Corriere della Sera - La Lettura
Se il culturista non legge Seneca è meglio
Fabrizio Patriarca combina pensiero alto e lingua bassa. Come il suo protagonista
Dopo due romanzi e due saggi, Fabrizio Patriarca torna con il libro della maturità, o meglio della crisi della maturità: il protagonista de L’amore per nessuno, Riccardo Sala, ha superato i 40 anni, ha un’ex moglie che lo colpevolizza, due figlie indifferenti, una giovane amante italo-cinese perfetta e algida, una madre morta da poco e un padre gioiosamente dedito all’amore a pagamento. Riccardo si muove con nonchalance tra palestre, studi tv, siti internet, eppure il suo motore interno sembra inceppato, nessuna autentica passion de l’âme l’alimenta,
solo un irrequieto e radicale amore per nessuno. L’amore, fiaccola che da secoli alimenta la tradizione letteraria, appare qui in procinto di esaurirsi: non perché non ci sia più spazio per la passione ma perché i suoi oggetti precipitano verso la loro stessa fine. Riccardo è indubbiamente il primo uomo di questa storia ma dell’eroe tradizionale gli resta ben poco, né la spinta alla realizzazione di sé né la tensione verso l’avventura.
Personaggio senza destino, conserva tuttavia un’insolita potenza di sguardo critico: è un osservatore acuto, e come tale si presenta al lettore fin dalla prima pagina, intento a vivisezionare fotogramma dopo fotogramma un’intervista ad Annamaria Franzoni ripescata su YouTube.
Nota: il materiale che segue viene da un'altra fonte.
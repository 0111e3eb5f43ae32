use crate::components::app::Route;
use crate::posts::PostMeta;
use chrono::DateTime;
use dioxus::prelude::*;
use dioxus_router::prelude::*;

/// One entry in the blog listing: linked title, publish date, and a
/// description clamped to two lines by the `line-clamp-2` class.
#[component]
pub fn BlogPreview(post: PostMeta) -> Element {
    let published = format_publish_date(&post.published_at)?;
    rsx! {
        div {
            key: "{post.slug}",
            class: "blog-preview",
            h2 { class: "preview-title",
                Link {
                    to: Route::Post { slug: post.slug.clone() },
                    "{post.title}"
                }
            }
            div { class: "preview-date",
                "{published}"
            }
            div { class: "preview-description line-clamp-2",
                "{post.description}"
            }
        }
    }
}

/// Formats an RFC 3339 timestamp as e.g. "January 05, 2024".
pub fn format_publish_date(published_at: &str) -> Result<String, chrono::ParseError> {
    let date = DateTime::parse_from_rfc3339(published_at)?;
    Ok(date.format("%B %d, %Y").to_string())
}
use ammonia::clean;
use dioxus::prelude::*;
use pulldown_cmark::{html, Parser};

#[component]
pub fn RenderMarkdown(source: &'static str) -> Element {
    let mut html_output = String::new();
    let parser = Parser::new(source);
    html::push_html(&mut html_output, parser);

    // Sanitize HTML
    let safe_html = clean(&html_output);

    rsx! {
        div {
            class: "markdown-content",
            dangerous_inner_html: "{safe_html}"
        }
    }
}
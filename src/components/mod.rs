pub mod app;
pub mod blog_preview;
pub mod home;
pub mod markdown;
pub mod post;
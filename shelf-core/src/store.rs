//! Archive store paths and listing.
//!
//! # Storage layout
//!
//! ```text
//! ~/.shelf/
//!   <project_name>/   (one subdirectory per saved project — verbatim tree copy)
//! ```
//!
//! # API pattern
//!
//! `fn_at(home: &Path, …)` forms take an explicit home and are what tests
//! use with `TempDir`; a wrapper without `_at` derives home from
//! `dirs::home_dir()` and delegates. Tests must NEVER call the wrappers.

use std::path::{Path, PathBuf};

use crate::error::StoreError;
use crate::types::ProjectName;

/// `<home>/.shelf` — pure, no I/O.
pub fn store_root_at(home: &Path) -> PathBuf {
    home.join(".shelf")
}

/// `<home>/.shelf`, created (mode `0700` on unix) if it does not yet exist.
pub fn ensure_store_root_at(home: &Path) -> Result<PathBuf, StoreError> {
    let root = store_root_at(home);
    if !root.exists() {
        std::fs::create_dir_all(&root)?;
        set_dir_permissions(&root)?;
    }
    Ok(root)
}

/// `<home>/.shelf/<project>` — pure, no I/O.
pub fn project_dir_at(home: &Path, project: &ProjectName) -> PathBuf {
    store_root_at(home).join(&project.0)
}

/// Lists the names of all saved projects under `<home>/.shelf/`, sorted.
///
/// A missing store root is not an error: the listing is simply empty.
pub fn list_project_names_at(home: &Path) -> Result<Vec<ProjectName>, StoreError> {
    let root = store_root_at(home);
    if !root.exists() {
        return Ok(vec![]);
    }
    let mut names: Vec<ProjectName> = std::fs::read_dir(&root)?
        .filter_map(|e| e.ok())
        .filter(|e| e.file_type().map(|t| t.is_dir()).unwrap_or(false))
        .map(|e| ProjectName::from(e.file_name().to_string_lossy().into_owned()))
        .collect();
    names.sort();
    Ok(names)
}

/// `list_project_names_at` convenience wrapper.
pub fn list_project_names() -> Result<Vec<ProjectName>, StoreError> {
    list_project_names_at(&home()?)
}

// ---------------------------------------------------------------------------
// Private helpers
// ---------------------------------------------------------------------------

fn home() -> Result<PathBuf, StoreError> {
    dirs::home_dir().ok_or(StoreError::HomeNotFound)
}

#[cfg(unix)]
fn set_dir_permissions(path: &Path) -> Result<(), StoreError> {
    use std::os::unix::fs::PermissionsExt;
    std::fs::set_permissions(path, std::fs::Permissions::from_mode(0o700))?;
    Ok(())
}
#[cfg(not(unix))]
fn set_dir_permissions(_path: &Path) -> Result<(), StoreError> {
    Ok(())
}

// ---------------------------------------------------------------------------
// Unit tests
// ---------------------------------------------------------------------------
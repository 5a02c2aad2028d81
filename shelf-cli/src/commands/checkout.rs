//! `shelf -c <project>` — copy a saved project into the current directory.

use std::env;
use std::path::PathBuf;

use anyhow::{Context, Result};
use clap::Args;

use shelf_core::types::ProjectName;
use shelf_sync::ops;

/// Arguments for `shelf checkout`.
#[derive(Args, Debug)]
pub struct CheckoutArgs {
    /// Name of the saved project to copy out of the store.
    pub project: String,
}

impl CheckoutArgs {
    pub fn run(self) -> Result<()> {
        let home: PathBuf = dirs::home_dir().context("could not determine home directory")?;
        let cwd = env::current_dir().context("could not determine current directory")?;

        let name = ProjectName::from(self.project);
        // A not-found error already names the available projects.
        let report = ops::checkout_project_at(&home, &cwd, &name)?;

        println!(
            "✓ Checked out '{}' to {}",
            report.name,
            report.destination.display()
        );
        Ok(())
    }
}
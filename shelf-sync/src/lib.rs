//! # shelf-sync
//!
//! Recursive directory synchronizer and the save / checkout policies built
//! on it. Call [`synchronize`] to mirror one tree into another (pruning the
//! fixed exclusion set), or the [`ops`] entrypoints for the store-aware
//! flows used by `shelf -s` and `shelf -c`.

pub mod error;
pub mod ops;
pub mod walker;

pub use error::SyncError;
pub use ops::{checkout_project_at, save_project_at, CheckoutReport, SaveReport};
pub use walker::{is_excluded, synchronize, EXCLUDED_NAMES};
//! Error types for shelf-sync.

use std::path::PathBuf;

use thiserror::Error;

use shelf_core::error::StoreError;
use shelf_core::types::ProjectName;

/// All errors that can arise from synchronize / save / checkout operations.
#[derive(Debug, Error)]
pub enum SyncError {
    /// An error from the store layer.
    #[error("store error: {0}")]
    Store(#[from] StoreError),

    /// An I/O error, with annotated path for context.
    #[error("I/O error at {path}: {source}")]
    Io {
        path: PathBuf,
        #[source]
        source: std::io::Error,
    },

    /// The directory being saved has no final path segment to name it by.
    #[error("cannot derive a project name from '{path}'")]
    InvalidProjectRoot { path: PathBuf },

    /// Checkout target does not exist in the store. Carries the best-effort
    /// store listing so the message can point at what is available.
    #[error("project '{name}' not found in the archive store (available: {})", format_available(.available))]
    ProjectNotFound {
        name: ProjectName,
        available: Vec<String>,
    },
}

/// Convenience constructor for [`SyncError::Io`].
pub(crate) fn io_err(path: impl Into<PathBuf>, source: std::io::Error) -> SyncError {
    SyncError::Io {
        path: path.into(),
        source,
    }
}

fn format_available(available: &[String]) -> String {
    if available.is_empty() {
        "(none)".to_string()
    } else {
        available.join(", ")
    }
}

#[cfg(test)]
mod tests {
    use super::*;

    #[test]
    fn not_found_message_enumerates_available_projects() {
        let err = SyncError::ProjectNotFound {
            name: ProjectName::from("gamma"),
            available: vec!["alpha".to_string(), "beta".to_string()],
        };
        let msg = err.to_string();
        assert!(msg.contains("'gamma'"));
        assert!(msg.contains("alpha, beta"));
    }

    #[test]
    fn not_found_message_with_empty_store_says_none() {
        let err = SyncError::ProjectNotFound {
            name: ProjectName::from("gamma"),
            available: vec![],
        };
        assert!(err.to_string().contains("(none)"));
    }
}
Di qui l’idea: realizzare una fiction che riscriva la Medea di Euripide portando in scena «la mamma di Cogne».
Romanzo fatto più di vuoti che di azione, proprio a partire dalla scena vuota del finale di Medea, dove lo sterminio delle passioni rimane a monumento dell’orrore, L’amore per nessuno è anche un romanzo sulle madri, sul senso del tragico che permea la quotidianità. Ne emerge una olla podrida di citazioni, digressioni, riferimenti e giochi a specchio irrorati da uno stile funambolico che mescida pensiero alto e linguaggio borgataro. Alla leggerezza e alla facilità, Patriarca preferisce il senso opprimente di una bloomiana «angoscia dell’influenza» che obbliga alla fatica e al confronto con i fantasmi, ma sceglie la forma narrativa e non il saggio (in effetti, sia Riccardo sia il suo alter ego Nairobi — italiano di seconda generazione e leopardista fallito — hanno rinunciato alla carriera accademica). Il bar e la palestra sono gli unici luoghi in cui sia possibile, e paradossalmente plausibile, esercitare uno
sguardo critico sull’assurdità e banalità di un’esistenza dove Petrarca e Philip Roth, Euripide e Donald P. Bellisario concorrono a disarticolare le immagini in cui viviamo immersi.
Così, il motto dei culturisti — la prima devi soffri’, la seconda
devi mori’ — allude a una verità più profonda: «È la morte stessa a legittimare la sofferenza del bodybuilder. Tutto il resto è solo banale ansia del Nulla. I culturisti dovrebbero leggere Seneca: se un culturista leggesse Seneca comprenderebbe la reale grandezza di Schwarzenegger e Ronnie Coleman. Se tutti i culturisti leggessero Seneca la gente normale sarebbe spacciata».